40 People Injured During a Hot-Coal Walking Stunt
Was it because they didn’t believe?
via Flickr user (cc) Ted Conference
Yesterday in Dallas, Texas people were burned at a seminar held by motivational guru Tony Robbins and it wasn’t because of the $650 to $3,000 attendance fees. 40 people suffered burns on their feet with five being hospitalized after a hot-coal walking stunt went wrong. With 7,000 people in attendance, most were able to walk over the hot coals without being burned, so what went wrong? Were these people unable to “Unleash the Power Within” as the seminar claimed to help them do? Of course not, that’s a bunch of hocus-pocus.
Hot-coal walking is an ancient trick with a basis in science. Hot-coal walkers always heat their bed of coals way ahead of time so they’re cool enough not to spout flames. The coal walkers then spread the coals into a flat surface which prevents their feet from pushing down into the hot embers. Coal is carbon-based so it’s a poor conductor of heat and doesn’t transfer it to human skin very well. So when people walk slowly over the coals there isn’t enough time to for the heat to transfer to their feet. This leaves the coal-walker with the feeling they’ve made a miraculous journey through fire. But really, it’s all an illusion.

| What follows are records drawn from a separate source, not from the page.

use std::collections::HashMap;

use cumulus_dimension::{Dimension, DimensionSet, ElementKind, Group, HashKey};
use cumulus_units::UnitService;

use crate::{
    Exponent, MacroRelation, MicroRelation, RelationType, RelationUnits, Side, TranslationError,
};

/// Expands macro relations into micro relations.
#[derive(Debug, Clone)]
pub struct Translator<U> {
    units: U,
}

/// A macro relation that could not be translated.
#[derive(Debug, Clone, PartialEq)]
pub struct TranslationFailure {
    /// Name of the macro relation.
    pub relation: String,
    /// Why it failed.
    pub error: TranslationError,
}

/// Outcome of translating a batch of macro relations.
#[derive(Debug, Clone, Default, PartialEq)]
pub struct TranslationReport {
    /// Micro relations of every relation that translated successfully.
    pub relations: Vec<MicroRelation>,
    /// One entry per relation that was skipped.
    pub failures: Vec<TranslationFailure>,
}

impl TranslationReport {
    /// Whether every relation translated.
    pub fn is_clean(&self) -> bool {
        self.failures.is_empty()
    }
}

impl<U: UnitService> Translator<U> {
    /// A translator checking units against `units`.
    pub fn new(units: U) -> Self {
        Self { units }
    }

    /// Translates one macro relation.
    pub fn translate(&self, relation: &MacroRelation) -> Result<Vec<MicroRelation>, TranslationError> {
        let relations = self.translate_groups(
            &relation.source,
            &relation.coefficient,
            &relation.destination,
            relation.exponent,
            &relation.relation_type,
        )?;

        tracing::debug!(
            relation = %relation.name,
            micro_relations = relations.len(),
            "Translated relation"
        );

        Ok(relations)
    }

    /// Translates every relation independently. A failing relation is
    /// recorded in the report and does not stop the batch.
    pub fn translate_all<'a>(
        &self,
        relations: impl IntoIterator<Item = &'a MacroRelation>,
    ) -> TranslationReport {
        let mut report = TranslationReport::default();

        for relation in relations {
            match self.translate(relation) {
                Ok(mut translated) => report.relations.append(&mut translated),
                Err(error) => {
                    tracing::warn!(relation = %relation.name, %error, "Skipping relation");
                    report.failures.push(TranslationFailure {
                        relation: relation.name.clone(),
                        error,
                    });
                }
            }
        }

        report
    }

    /// Expands a relation between three groups.
    ///
    /// The source and coefficient shapes are merged first. Coefficients are
    /// then joined to sources on the keywords those two shapes share, and
    /// destinations are joined to each source/coefficient pair on the
    /// keywords the merged shape shares with the destination shape.
    pub fn translate_groups(
        &self,
        source: &Group,
        coefficient: &Group,
        destination: &Group,
        exponent: Exponent,
        relation_type: &RelationType,
    ) -> Result<Vec<MicroRelation>, TranslationError> {
        check_kind(source, Side::Source, ElementKind::Process)?;
        check_kind(coefficient, Side::Coefficient, ElementKind::Coefficient)?;
        check_kind(destination, Side::Destination, ElementKind::Process)?;

        let source_shape = source.full_dimension_set();
        let coefficient_shape = coefficient.full_dimension_set();
        let destination_shape = destination.full_dimension_set();

        check_compatible(Side::Source, source_shape, Side::Coefficient, coefficient_shape)?;
        check_compatible(Side::Source, source_shape, Side::Destination, destination_shape)?;
        check_compatible(
            Side::Coefficient,
            coefficient_shape,
            Side::Destination,
            destination_shape,
        )?;

        self.check_units(source, coefficient, destination, exponent)?;

        let merged = source_shape.union(coefficient_shape);
        check_compatible(
            Side::SourceWithCoefficient,
            &merged.dimensions,
            Side::Destination,
            destination_shape,
        )?;

        let destination_alpha = merged.dimensions.alpha(destination_shape);
        let destination_common = merged.dimensions.common_keywords(destination_shape);

        tracing::trace!(
            source_alpha = merged.alpha,
            source_common = %merged.common_keywords,
            destination_alpha,
            destination_common = %destination_common,
            "Joining groups"
        );

        let coefficients = index(
            coefficient.coordinates(),
            &merged.common_keywords,
            merged.alpha,
        );
        let destinations = index(
            destination.coordinates(),
            &destination_common,
            destination_alpha,
        );

        let units = RelationUnits {
            source: source.unit().clone(),
            coefficient: coefficient.unit().clone(),
            destination: destination.unit().clone(),
        };

        let mut relations = Vec::new();

        for source_coordinate in source.coordinates() {
            let key = HashKey::of(source_coordinate, &merged.common_keywords, merged.alpha);
            let Some(matching_coefficients) = coefficients.get(&key) else {
                continue;
            };

            for coefficient_coordinate in matching_coefficients {
                let combined = source_coordinate.union(coefficient_coordinate);
                let key = HashKey::of(&combined, &destination_common, destination_alpha);
                let Some(matching_destinations) = destinations.get(&key) else {
                    continue;
                };

                for destination_coordinate in matching_destinations {
                    relations.push(MicroRelation {
                        source: source_coordinate.clone(),
                        coefficient: (*coefficient_coordinate).clone(),
                        destination: (*destination_coordinate).clone(),
                        units: units.clone(),
                        exponent,
                        relation_type: relation_type.clone(),
                    });
                }
            }
        }

        Ok(relations)
    }

    fn check_units(
        &self,
        source: &Group,
        coefficient: &Group,
        destination: &Group,
        exponent: Exponent,
    ) -> Result<(), TranslationError> {
        let expected = self
            .units
            .multiply(destination.unit(), coefficient.unit(), exponent.as_i32());

        match expected {
            Some(expected) if self.units.are_compatible(source.unit(), &expected) => Ok(()),
            _ => Err(TranslationError::IncompatibleUnits {
                source_unit: source.unit().clone(),
                destination: destination.unit().clone(),
                coefficient: coefficient.unit().clone(),
                exponent: exponent.as_i32(),
            }),
        }
    }
}

/// Groups coordinates by their join key. Coordinates with a null key can
/// never match and are left out.
fn index<'a>(
    coordinates: &'a DimensionSet,
    common: &Dimension,
    alpha: usize,
) -> HashMap<HashKey, Vec<&'a Dimension>> {
    let mut table: HashMap<HashKey, Vec<&'a Dimension>> = HashMap::new();

    for coordinate in coordinates {
        let key = HashKey::of(coordinate, common, alpha);
        if !key.is_null() {
            table.entry(key).or_default().push(coordinate);
        }
    }

    table
}

fn check_kind(group: &Group, side: Side, expected: ElementKind) -> Result<(), TranslationError> {
    if group.kind() != expected {
        return Err(TranslationError::MisplacedGroup {
            group: group.name().to_owned(),
            side,
            expected,
            found: group.kind(),
        });
    }
    Ok(())
}

fn check_compatible(
    left: Side,
    left_shape: &DimensionSet,
    right: Side,
    right_shape: &DimensionSet,
) -> Result<(), TranslationError> {
    if !left_shape.is_compatible(right_shape) {
        return Err(TranslationError::IncompatibleDimSet {
            left,
            left_shape: left_shape.clone(),
            right,
            right_shape: right_shape.clone(),
        });
    }
    Ok(())
}

#[cfg(test)]
mod tests {
    use super::*;
    use cumulus_dimension::Keyword;
    use cumulus_units::{Unit, UnitRegistry};
    use pretty_assertions::assert_eq;
    use testresult::TestResult;

    fn dimension(ids: &[&str]) -> Dimension {
        ids.iter().map(|id| Keyword::new(id)).collect()
    }

    fn group(name: &str, dimensions: &[&[&str]], unit: &str, kind: ElementKind) -> Group {
        let dimensions = DimensionSet::try_from_dimensions(dimensions.iter().map(|ids| dimension(ids)))
            .unwrap_or_default();
        Group::new(name, dimensions, Dimension::empty(), Unit::new(unit), kind)
    }

    #[test]
    fn it_keys_tables_by_shared_keywords() {
        let coordinates = group("g", &[&["a", "b"], &["x", "y"]], "1", ElementKind::Process);
        let table = index(coordinates.coordinates(), &dimension(&["a", "b"]), 1);

        assert_eq!(table.len(), 2);
        assert_eq!(table[&HashKey::Key("a".to_owned())].len(), 2);
        assert!(!table.contains_key(&HashKey::Null));
    }

    #[test]
    fn it_rejects_groups_in_the_wrong_role() -> TestResult {
        let translator = Translator::new(UnitRegistry::standard());
        let process = group("p", &[&["a"]], "kg", ElementKind::Process);

        let result = translator.translate_groups(
            &process,
            &process,
            &process,
            Exponent::Direct,
            &RelationType::default(),
        );

        assert_eq!(
            result,
            Err(TranslationError::MisplacedGroup {
                group: "p".to_owned(),
                side: Side::Coefficient,
                expected: ElementKind::Coefficient,
                found: ElementKind::Process,
            })
        );
        Ok(())
    }

    #[test]
    fn it_checks_units_with_the_exponent() -> TestResult {
        let translator = Translator::new(UnitRegistry::standard());
        let source = group("electricity", &[&["FR"]], "kWh", ElementKind::Process);
        let efficiency = group("efficiency", &[&["FR"]], "MJ.kg^-1", ElementKind::Coefficient);
        let fuel = group("fuel", &[&["FR"]], "kg", ElementKind::Process);

        // kWh ~ kg × (MJ/kg)
        let direct = translator.translate_groups(
            &source,
            &efficiency,
            &fuel,
            Exponent::Direct,
            &RelationType::default(),
        )?;
        assert_eq!(direct.len(), 1);

        // kWh is not kg / (MJ/kg)
        let inverse = translator.translate_groups(
            &source,
            &efficiency,
            &fuel,
            Exponent::Inverse,
            &RelationType::default(),
        );
        assert!(matches!(
            inverse,
            Err(TranslationError::IncompatibleUnits { exponent: -1, .. })
        ));
        Ok(())
    }

    #[test]
    fn it_treats_unknown_units_as_incompatible() {
        let translator = Translator::new(UnitRegistry::standard());
        let source = group("s", &[&["a"]], "widgets", ElementKind::Process);
        let coefficient = group("c", &[&["a"]], "1", ElementKind::Coefficient);

        let result = translator.translate_groups(
            &source,
            &coefficient,
            &source,
            Exponent::Direct,
            &RelationType::default(),
        );

        assert!(matches!(result, Err(TranslationError::IncompatibleUnits { .. })));
    }
}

So why were 40 people injured? It appears, like far too many injuries these days, they were on their phones. “There was someone in front of us and someone behind us on their cell phone, taking selfies and taking pictures,” Jacqueline Luxemberg, a seminar attendee, told WFAA. Luxemberg said that person asked someone “to video record for her, so I think that that has a lot to do with it.” This isn’t the first time someone was injured walking over hot coals at a Robbins seminar. Back in 2012, more than 20 people were hurt at an event in San Jose, California.
Here’s what the Robbins camp had to say about the incident.
“In Dallas tonight, someone not familiar with the fire walk observed the event and called 911 erroneously reporting hundreds of people requiring medical attention for severe burns. While we are grateful to the quick and robust response from Dallas emergency services, only 5 of 7,000 participants requested any examination beyond what was readily available on site. We are pleased to have completed another successful fire walk for 7,000 guests and look forward to the remainder of an outstanding weekend with them.”